With the majority of Omani banks now offering products, the local mortgage market is now competitive in terms of interest rates, maximum loan amounts, and loan purposes. Especially noteworthy is that Omani banks are now beginning to offer a wider range of products. Already, the National Bank of Oman, for example, is prepared to lend for the purchase of residential plots. Several banks are also prepared to consider lending for integrated tourism projects and developments.
Note that although Oman offers a comparable range of mortgage products to the UAE and Saudi Arabia, actual mortgage take-up remains lower, and it will take time for the recent regulatory changes to influence investment and prices
The Oman real estate market has picked up steam in 2022, and this momentum continued into 2023. According to a report issued by the National Centre for Statistics and Information the value of real estate transactions in Oman surged by 37.8% by the end of May 2023 compared to the previous year. Several advisory firms note that this robust growth, reflecting the post-COVID recovery of the sector, is driven in part by increased interest from potential tenants and investors looking to lease or purchase commercial and residential properties.
As the population continues to grow, the Residential Property Market is expected to expand. It was estimated to have a market size of USD 4.01 billion in 2023, and this figure is projected to reach USD 6.23 billion by 2028, growing at a CAGR of 9.19% during the forecast period (2023-2028).
Oman’s commitment to boosting the real estate sector is evident in its approval of 19 new Integrated Tourism Licenses and an allocation of $11.37 billion for hospitality and real estate investments. This plan is set to introduce over 16,500 hotel rooms and 42,500 housing units across the country, making room for non-Omanis to own property, thus enhancing foreign investments in the sector. It is a clear indicator of a bright future for Oman’s real estate market.
A resilient Oman with a robust real estate sector
The Omani economy has emerged from the pandemic both more successful and stronger than it entered it. However, much of this success is still tied to the traditional petrochemical industries that Oman is known for. The need for diversification, as outlined in Oman Vision 2040, is both widely acknowledged and wholeheartedly supported by stakeholders across the economy.
When we look at the sectors that hold great promise for the future, two stand out – tourism and real estate. Oman has positioned itself as a regional tourist destination of choice, and all signs point to the continued growth of this sector.

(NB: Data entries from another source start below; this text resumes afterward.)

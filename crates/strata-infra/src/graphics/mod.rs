// Copyright 2025 eraflo
//
// Licensed under the Apache License, Version 2.0 (the "License");
// you may not use this file except in compliance with the License.
// You may obtain a copy of the License at
//
//     http://www.apache.org/licenses/LICENSE-2.0
//
// Unless required by applicable law or agreed to in writing, software
// distributed under the License is distributed on an "AS IS" BASIS,
// WITHOUT WARRANTIES OR CONDITIONS OF ANY KIND, either express or implied.
// See the License for the specific language governing permissions and
// limitations under the License.

//! Graphics backends.

#[cfg(feature = "graphics")]
pub mod wgpu;
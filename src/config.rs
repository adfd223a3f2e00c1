use color_eyre::{eyre::eyre, Result};
use serde::Deserialize;
use std::path::{Path, PathBuf};
use url::Url;

#[derive(Debug, Clone, Default, Deserialize)]
#[serde(default)]
pub struct Config {
  pub site: SiteConfig,
  pub cache: CacheConfig,
  pub notifications: NotificationConfig,
  pub storage: StorageConfig,
}

#[derive(Debug, Clone, Deserialize)]
#[serde(default)]
pub struct SiteConfig {
  /// Origin of the blog, e.g. "https://blog.example.com"
  pub url: String,
  /// Path of the JSON posts feed
  pub posts_feed: String,
}

impl Default for SiteConfig {
  fn default() -> Self {
    Self {
      url: "http://127.0.0.1:8000".to_string(),
      posts_feed: "/api/posts/".to_string(),
    }
  }
}

#[derive(Debug, Clone, Deserialize)]
#[serde(default)]
pub struct CacheConfig {
  /// Cache generation name; bump it whenever the precached assets change
  pub generation: String,
  /// Paths fetched and stored at install time
  pub precache: Vec<String>,
  /// Page served to HTML requests when cache and network both fail
  pub offline_page: String,
}

impl Default for CacheConfig {
  fn default() -> Self {
    Self {
      generation: "myblog-v1.0".to_string(),
      precache: vec![
        "/".to_string(),
        "/static/css/style.css".to_string(),
        "/static/js/index.js".to_string(),
        "/static/images/favicon.ico".to_string(),
        "/offline/".to_string(),
      ],
      offline_page: "/offline/".to_string(),
    }
  }
}

#[derive(Debug, Clone, Deserialize)]
#[serde(default)]
pub struct NotificationConfig {
  /// Title used when a push message has none
  pub title: String,
  /// Body used when a push message has none
  pub body: String,
  pub icon: String,
  pub badge: String,
  /// Vibration pattern in milliseconds
  pub vibrate: Vec<u32>,
}

impl Default for NotificationConfig {
  fn default() -> Self {
    Self {
      title: "myblog".to_string(),
      body: "A new post has been published on the blog!".to_string(),
      icon: "/static/images/favicon.ico".to_string(),
      badge: "/static/images/favicon.ico".to_string(),
      vibrate: vec![200, 100, 200],
    }
  }
}

#[derive(Debug, Clone, Default, Deserialize)]
#[serde(default)]
pub struct StorageConfig {
  /// Database file (defaults to $XDG_DATA_HOME/myblog/myblog.db)
  pub path: Option<PathBuf>,
}

impl Config {
  /// Load configuration from file.
  ///
  /// Search order:
  /// 1. Explicit path if provided
  /// 2. ./myblog.yaml (current directory)
  /// 3. $XDG_CONFIG_HOME/myblog/config.yaml
  ///
  /// Falls back to built-in defaults when no file is found.
  /// MYBLOG_SITE_URL overrides `site.url`.
  pub fn load(explicit_path: Option<&Path>) -> Result<Self> {
    let path = if let Some(p) = explicit_path {
      if p.exists() {
        Some(p.to_path_buf())
      } else {
        return Err(eyre!("Config file not found: {}", p.display()));
      }
    } else {
      Self::find_config_file()
    };

    let mut config = match path {
      Some(p) => Self::load_from_path(&p)?,
      None => Self::default(),
    };

    if let Ok(url) = std::env::var("MYBLOG_SITE_URL") {
      config.site.url = url;
    }

    config.validate()?;
    Ok(config)
  }

  fn find_config_file() -> Option<PathBuf> {
    // Check current directory
    let local = PathBuf::from("myblog.yaml");
    if local.exists() {
      return Some(local);
    }

    // Check XDG config directory
    if let Some(config_dir) = dirs::config_dir() {
      let xdg_path = config_dir.join("myblog").join("config.yaml");
      if xdg_path.exists() {
        return Some(xdg_path);
      }
    }

    None
  }

  fn load_from_path(path: &Path) -> Result<Self> {
    let contents = std::fs::read_to_string(path)
      .map_err(|e| eyre!("Failed to read config file {}: {}", path.display(), e))?;

    Self::from_yaml(&contents)
      .map_err(|e| eyre!("Failed to parse config file {}: {}", path.display(), e))
  }

  fn from_yaml(contents: &str) -> Result<Self> {
    let config: Config = serde_yaml::from_str(contents)?;
    Ok(config)
  }

  /// Check invariants the worker relies on.
  pub fn validate(&self) -> Result<()> {
    self.site_url()?;

    if self.cache.generation.trim().is_empty() {
      return Err(eyre!("cache.generation must not be empty"));
    }
    if !self.cache.offline_page.starts_with('/') {
      return Err(eyre!(
        "cache.offline_page must be an absolute path, got {}",
        self.cache.offline_page
      ));
    }
    if let Some(bad) = self.cache.precache.iter().find(|p| !p.starts_with('/')) {
      return Err(eyre!("cache.precache entries must start with '/', got {}", bad));
    }

    Ok(())
  }

  /// Parsed site origin.
  pub fn site_url(&self) -> Result<Url> {
    Url::parse(&self.site.url).map_err(|e| eyre!("Invalid site.url {}: {}", self.site.url, e))
  }
}
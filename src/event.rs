use crossterm::event::{self, Event as CrosstermEvent, KeyEvent, KeyEventKind};
use std::time::Duration;
use tokio::sync::mpsc;

/// Terminal events driving the UI loop
#[derive(Debug)]
pub enum Event {
  Key(KeyEvent),
  /// Redraw and poll pending queries
  Tick,
}

/// Reads terminal input on a blocking task and emits a tick when idle
pub struct EventHandler {
  rx: mpsc::UnboundedReceiver<Event>,
}

impl EventHandler {
  pub fn new(tick_rate: Duration) -> Self {
    let (tx, rx) = mpsc::unbounded_channel();

    // crossterm polling blocks the thread
    tokio::task::spawn_blocking(move || loop {
      let event = match event::poll(tick_rate) {
        Ok(true) => match event::read() {
          // Windows reports releases too
          Ok(CrosstermEvent::Key(key)) if key.kind == KeyEventKind::Press => Event::Key(key),
          Ok(_) => continue,
          Err(_) => break,
        },
        Ok(false) => Event::Tick,
        Err(_) => break,
      };

      if tx.send(event).is_err() {
        break;
      }
    });

    Self { rx }
  }

  pub async fn next(&mut self) -> Option<Event> {
    self.rx.recv().await
  }
}
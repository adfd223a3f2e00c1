//! Cache storage trait with SQLite and in-memory implementations.

use chrono::Utc;
use color_eyre::{eyre::eyre, Result};
use rusqlite::{params, Connection, OptionalExtension};
use sha2::{Digest, Sha256};
use std::collections::{BTreeMap, HashMap};
use std::sync::Mutex;

use super::{CacheName, CachedResponse};
use crate::db::{parse_datetime, Database};
use crate::site::types::{Headers, RequestKey, Response, ResponseType};

/// Trait for cache storage backends.
///
/// The store holds named generations per scope; each generation maps
/// request identities to responses. Every call is atomic on its own.
pub trait CacheStorage: Send + Sync {
  /// Names of the generations that exist in `scope`.
  fn generations(&self, scope: &str) -> Result<Vec<String>>;

  /// Delete a generation and every entry in it. Returns whether it existed.
  fn delete_generation(&self, name: &CacheName) -> Result<bool>;

  /// Exact-identity lookup within one generation.
  fn match_request(&self, name: &CacheName, key: &RequestKey) -> Result<Option<CachedResponse>>;

  /// Store a response, replacing any previous one for the same identity.
  fn put(&self, name: &CacheName, key: &RequestKey, response: &Response) -> Result<()>;

  /// Create the generation and store several responses in it; either all
  /// are stored or none, and a failed call leaves no generation behind.
  fn put_all(&self, name: &CacheName, entries: &[(RequestKey, Response)]) -> Result<()>;

  /// Remove one entry. Returns whether it existed.
  fn delete(&self, name: &CacheName, key: &RequestKey) -> Result<bool>;
}

/// SHA256 of the request identity, for stable fixed-length row keys.
pub fn request_hash(key: &RequestKey) -> String {
  let mut hasher = Sha256::new();
  hasher.update(key.to_string().as_bytes());
  hex::encode(hasher.finalize())
}

/// In-process storage, used for tests and `--ephemeral` runs.
#[derive(Default)]
pub struct MemoryStorage {
  generations: Mutex<BTreeMap<CacheName, HashMap<RequestKey, CachedResponse>>>,
}

impl MemoryStorage {
  pub fn new() -> Self {
    Self::default()
  }

  fn lock(
    &self,
  ) -> Result<std::sync::MutexGuard<'_, BTreeMap<CacheName, HashMap<RequestKey, CachedResponse>>>>
  {
    self
      .generations
      .lock()
      .map_err(|e| eyre!("Lock poisoned: {}", e))
  }
}

impl CacheStorage for MemoryStorage {
  fn generations(&self, scope: &str) -> Result<Vec<String>> {
    Ok(
      self
        .lock()?
        .keys()
        .filter(|name| name.scope == scope)
        .map(|name| name.generation.clone())
        .collect(),
    )
  }

  fn delete_generation(&self, name: &CacheName) -> Result<bool> {
    Ok(self.lock()?.remove(name).is_some())
  }

  fn match_request(&self, name: &CacheName, key: &RequestKey) -> Result<Option<CachedResponse>> {
    Ok(
      self
        .lock()?
        .get(name)
        .and_then(|entries| entries.get(key))
        .cloned(),
    )
  }

  fn put(&self, name: &CacheName, key: &RequestKey, response: &Response) -> Result<()> {
    self.lock()?.entry(name.clone()).or_default().insert(
      key.clone(),
      CachedResponse {
        response: response.clone(),
        cached_at: Utc::now(),
      },
    );
    Ok(())
  }

  fn put_all(&self, name: &CacheName, entries: &[(RequestKey, Response)]) -> Result<()> {
    let mut generations = self.lock()?;
    let store = generations.entry(name.clone()).or_default();
    let now = Utc::now();
    for (key, response) in entries {
      store.insert(
        key.clone(),
        CachedResponse {
          response: response.clone(),
          cached_at: now,
        },
      );
    }
    Ok(())
  }

  fn delete(&self, name: &CacheName, key: &RequestKey) -> Result<bool> {
    Ok(
      self
        .lock()?
        .get_mut(name)
        .map(|entries| entries.remove(key).is_some())
        .unwrap_or(false),
    )
  }
}

/// SQLite-based cache storage implementation.
pub struct SqliteStorage {
  conn: Mutex<Connection>,
}

impl SqliteStorage {
  pub fn new(db: Database) -> Self {
    Self {
      conn: Mutex::new(db.into_connection()),
    }
  }

  fn lock(&self) -> Result<std::sync::MutexGuard<'_, Connection>> {
    self.conn.lock().map_err(|e| eyre!("Lock poisoned: {}", e))
  }
}

fn open_generation(conn: &Connection, name: &CacheName) -> Result<()> {
  conn
    .execute(
      "INSERT OR IGNORE INTO cache_generations (scope, name) VALUES (?, ?)",
      params![name.scope, name.generation],
    )
    .map_err(|e| eyre!("Failed to open cache {}: {}", name, e))?;
  Ok(())
}

fn insert_entry(
  conn: &Connection,
  name: &CacheName,
  key: &RequestKey,
  response: &Response,
) -> Result<()> {
  let headers = serde_json::to_string(&response.headers)
    .map_err(|e| eyre!("Failed to serialize headers: {}", e))?;

  conn
    .execute(
      "INSERT OR REPLACE INTO cache_entries
         (scope, generation, request_hash, request_key, url, status, status_text,
          response_type, redirected, headers, body, cached_at)
       VALUES (?, ?, ?, ?, ?, ?, ?, ?, ?, ?, ?, datetime('now'))",
      params![
        name.scope,
        name.generation,
        request_hash(key),
        key.to_string(),
        response.url,
        response.status,
        response.status_text,
        response.response_type.as_str(),
        response.redirected,
        headers,
        response.body.as_ref(),
      ],
    )
    .map_err(|e| eyre!("Failed to store {}: {}", key, e))?;

  Ok(())
}

impl CacheStorage for SqliteStorage {
  fn generations(&self, scope: &str) -> Result<Vec<String>> {
    let conn = self.lock()?;
    let mut stmt = conn
      .prepare("SELECT name FROM cache_generations WHERE scope = ? ORDER BY created_at, name")
      .map_err(|e| eyre!("Failed to prepare query: {}", e))?;

    let names = stmt
      .query_map(params![scope], |row| row.get(0))
      .map_err(|e| eyre!("Failed to list caches: {}", e))?
      .collect::<rusqlite::Result<Vec<String>>>()
      .map_err(|e| eyre!("Failed to read cache names: {}", e))?;

    Ok(names)
  }

  fn delete_generation(&self, name: &CacheName) -> Result<bool> {
    let conn = self.lock()?;
    let tx = conn
      .unchecked_transaction()
      .map_err(|e| eyre!("Failed to begin transaction: {}", e))?;

    tx.execute(
      "DELETE FROM cache_entries WHERE scope = ? AND generation = ?",
      params![name.scope, name.generation],
    )
    .map_err(|e| eyre!("Failed to delete entries of {}: {}", name, e))?;

    let removed = tx
      .execute(
        "DELETE FROM cache_generations WHERE scope = ? AND name = ?",
        params![name.scope, name.generation],
      )
      .map_err(|e| eyre!("Failed to delete cache {}: {}", name, e))?;

    tx.commit()
      .map_err(|e| eyre!("Failed to commit transaction: {}", e))?;

    Ok(removed > 0)
  }

  fn match_request(&self, name: &CacheName, key: &RequestKey) -> Result<Option<CachedResponse>> {
    let conn = self.lock()?;

    let row = conn
      .query_row(
        "SELECT url, status, status_text, response_type, redirected, headers, body, cached_at
         FROM cache_entries
         WHERE scope = ? AND generation = ? AND request_hash = ?",
        params![name.scope, name.generation, request_hash(key)],
        |row| {
          Ok((
            row.get::<_, String>(0)?,
            row.get::<_, u16>(1)?,
            row.get::<_, String>(2)?,
            row.get::<_, String>(3)?,
            row.get::<_, bool>(4)?,
            row.get::<_, String>(5)?,
            row.get::<_, Vec<u8>>(6)?,
            row.get::<_, String>(7)?,
          ))
        },
      )
      .optional()
      .map_err(|e| eyre!("Failed to look up {}: {}", key, e))?;

    let Some((url, status, status_text, response_type, redirected, headers, body, cached_at)) = row
    else {
      return Ok(None);
    };

    let headers: Headers = serde_json::from_str(&headers)
      .map_err(|e| eyre!("Failed to deserialize headers: {}", e))?;

    Ok(Some(CachedResponse {
      response: Response {
        url,
        status,
        status_text,
        response_type: ResponseType::parse(&response_type)?,
        redirected,
        headers,
        body: body.into(),
      },
      cached_at: parse_datetime(&cached_at)?,
    }))
  }

  fn put(&self, name: &CacheName, key: &RequestKey, response: &Response) -> Result<()> {
    let conn = self.lock()?;
    let tx = conn
      .unchecked_transaction()
      .map_err(|e| eyre!("Failed to begin transaction: {}", e))?;

    open_generation(&tx, name)?;
    insert_entry(&tx, name, key, response)?;

    tx.commit()
      .map_err(|e| eyre!("Failed to commit transaction: {}", e))?;

    Ok(())
  }

  fn put_all(&self, name: &CacheName, entries: &[(RequestKey, Response)]) -> Result<()> {
    let conn = self.lock()?;
    let tx = conn
      .unchecked_transaction()
      .map_err(|e| eyre!("Failed to begin transaction: {}", e))?;

    open_generation(&tx, name)?;
    for (key, response) in entries {
      insert_entry(&tx, name, key, response)?;
    }

    tx.commit()
      .map_err(|e| eyre!("Failed to commit transaction: {}", e))?;

    Ok(())
  }

  fn delete(&self, name: &CacheName, key: &RequestKey) -> Result<bool> {
    let removed = self
      .lock()?
      .execute(
        "DELETE FROM cache_entries WHERE scope = ? AND generation = ? AND request_hash = ?",
        params![name.scope, name.generation, request_hash(key)],
      )
      .map_err(|e| eyre!("Failed to delete {}: {}", key, e))?;

    Ok(removed > 0)
  }
}
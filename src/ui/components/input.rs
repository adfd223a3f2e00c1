use crossterm::event::{KeyCode, KeyEvent, KeyModifiers};

/// Result of handling a key in a text input
#[derive(Debug, Clone, PartialEq, Eq)]
pub enum InputResult {
  /// Buffer or cursor changed, input stays open
  Consumed,
  Submitted(String),
  Cancelled,
  NotHandled,
}

/// Single-line text input.
///
/// The cursor counts characters, not bytes, so multi-byte queries edit
/// correctly.
#[derive(Debug, Clone, Default)]
pub struct TextInput {
  buffer: String,
  cursor: usize,
}

impl TextInput {
  pub fn value(&self) -> &str {
    &self.buffer
  }

  pub fn clear(&mut self) {
    self.buffer.clear();
    self.cursor = 0;
  }

  fn char_count(&self) -> usize {
    self.buffer.chars().count()
  }

  /// Byte offset of the character at `idx`
  fn byte_offset(&self, idx: usize) -> usize {
    self
      .buffer
      .char_indices()
      .nth(idx)
      .map(|(i, _)| i)
      .unwrap_or(self.buffer.len())
  }

  pub fn handle_key(&mut self, key: KeyEvent) -> InputResult {
    let ctrl = key.modifiers.contains(KeyModifiers::CONTROL);

    match key.code {
      KeyCode::Esc => InputResult::Cancelled,
      KeyCode::Enter => InputResult::Submitted(self.buffer.clone()),
      KeyCode::Backspace => {
        if self.cursor > 0 {
          self.cursor -= 1;
          let at = self.byte_offset(self.cursor);
          self.buffer.remove(at);
        }
        InputResult::Consumed
      }
      KeyCode::Delete => {
        if self.cursor < self.char_count() {
          let at = self.byte_offset(self.cursor);
          self.buffer.remove(at);
        }
        InputResult::Consumed
      }
      KeyCode::Left => {
        self.cursor = self.cursor.saturating_sub(1);
        InputResult::Consumed
      }
      KeyCode::Right => {
        self.cursor = (self.cursor + 1).min(self.char_count());
        InputResult::Consumed
      }
      KeyCode::Home => {
        self.cursor = 0;
        InputResult::Consumed
      }
      KeyCode::End => {
        self.cursor = self.char_count();
        InputResult::Consumed
      }
      KeyCode::Char('a') if ctrl => {
        self.cursor = 0;
        InputResult::Consumed
      }
      KeyCode::Char('e') if ctrl => {
        self.cursor = self.char_count();
        InputResult::Consumed
      }
      KeyCode::Char('u') if ctrl => {
        // Clear line before cursor
        let at = self.byte_offset(self.cursor);
        self.buffer.replace_range(..at, "");
        self.cursor = 0;
        InputResult::Consumed
      }
      KeyCode::Char('w') if ctrl => {
        // Delete word before cursor
        let at = self.byte_offset(self.cursor);
        let start = self.buffer[..at]
          .trim_end()
          .rfind(' ')
          .map(|i| i + 1)
          .unwrap_or(0);
        self.buffer.replace_range(start..at, "");
        self.cursor = self.buffer[..start].chars().count();
        InputResult::Consumed
      }
      KeyCode::Char(_) if ctrl => InputResult::NotHandled,
      KeyCode::Char(c) => {
        let at = self.byte_offset(self.cursor);
        self.buffer.insert(at, c);
        self.cursor += 1;
        InputResult::Consumed
      }
      _ => InputResult::NotHandled,
    }
  }
}

#[cfg(test)]
mod tests {
  use super::*;

  fn key(code: KeyCode) -> KeyEvent {
    KeyEvent::new(code, KeyModifiers::NONE)
  }

  fn ctrl_key(code: KeyCode) -> KeyEvent {
    KeyEvent::new(code, KeyModifiers::CONTROL)
  }

  fn type_str(input: &mut TextInput, s: &str) {
    for c in s.chars() {
      input.handle_key(key(KeyCode::Char(c)));
    }
  }

  #[test]
  fn test_submit() {
    let mut input = TextInput::default();
    type_str(&mut input, "intro");

    let result = input.handle_key(key(KeyCode::Enter));
    assert_eq!(result, InputResult::Submitted("intro".to_string()));
  }

  #[test]
  fn test_cancel() {
    let mut input = TextInput::default();
    type_str(&mut input, "x");
    assert_eq!(input.handle_key(key(KeyCode::Esc)), InputResult::Cancelled);
  }

  #[test]
  fn test_backspace_and_cursor_movement() {
    let mut input = TextInput::default();
    type_str(&mut input, "ac");
    input.handle_key(key(KeyCode::Left));
    input.handle_key(key(KeyCode::Char('b')));
    assert_eq!(input.value(), "abc");

    input.handle_key(key(KeyCode::End));
    input.handle_key(key(KeyCode::Backspace));
    assert_eq!(input.value(), "ab");
  }

  #[test]
  fn test_multibyte_editing() {
    let mut input = TextInput::default();
    type_str(&mut input, "café");
    input.handle_key(key(KeyCode::Backspace));
    type_str(&mut input, "é!");
    assert_eq!(input.value(), "café!");

    input.handle_key(key(KeyCode::Left));
    input.handle_key(key(KeyCode::Left));
    input.handle_key(key(KeyCode::Delete));
    assert_eq!(input.value(), "caf!");
  }

  #[test]
  fn test_ctrl_u_clears_before_cursor() {
    let mut input = TextInput::default();
    type_str(&mut input, "hello world");
    for _ in 0..5 {
      input.handle_key(key(KeyCode::Left));
    }
    input.handle_key(ctrl_key(KeyCode::Char('u')));
    assert_eq!(input.value(), "world");
  }

  #[test]
  fn test_ctrl_w_deletes_word() {
    let mut input = TextInput::default();
    type_str(&mut input, "intro to x");
    input.handle_key(ctrl_key(KeyCode::Char('w')));
    assert_eq!(input.value(), "intro to ");
    input.handle_key(ctrl_key(KeyCode::Char('w')));
    assert_eq!(input.value(), "intro ");
  }
}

In the medium term, Oman is joining other developed countries in the importance of its real estate market. However, it is worth noting that residential development, in particular, constitutes only a relatively small portion of the overall construction spending. If it were to be scaled up to match the proportions seen in comparable jurisdictions, it could potentially double or even triple over the next decade.
The missing piece of the puzzle, so far, was purchasing power, or lack thereof, for both Omanis and other residents. The liberalisation of financial markets with respect to real estate lending was the crucial next step. It now serves as a major catalyst for further real estate construction, both to support businesses, including tourism, and to provide homes for Oman’s growing population of Omanis, permanent and temporary residents, and tourists. Oman’s real estate market has firmly established itself on the map, not just as a driver of economic growth but also as a provider of social prosperity.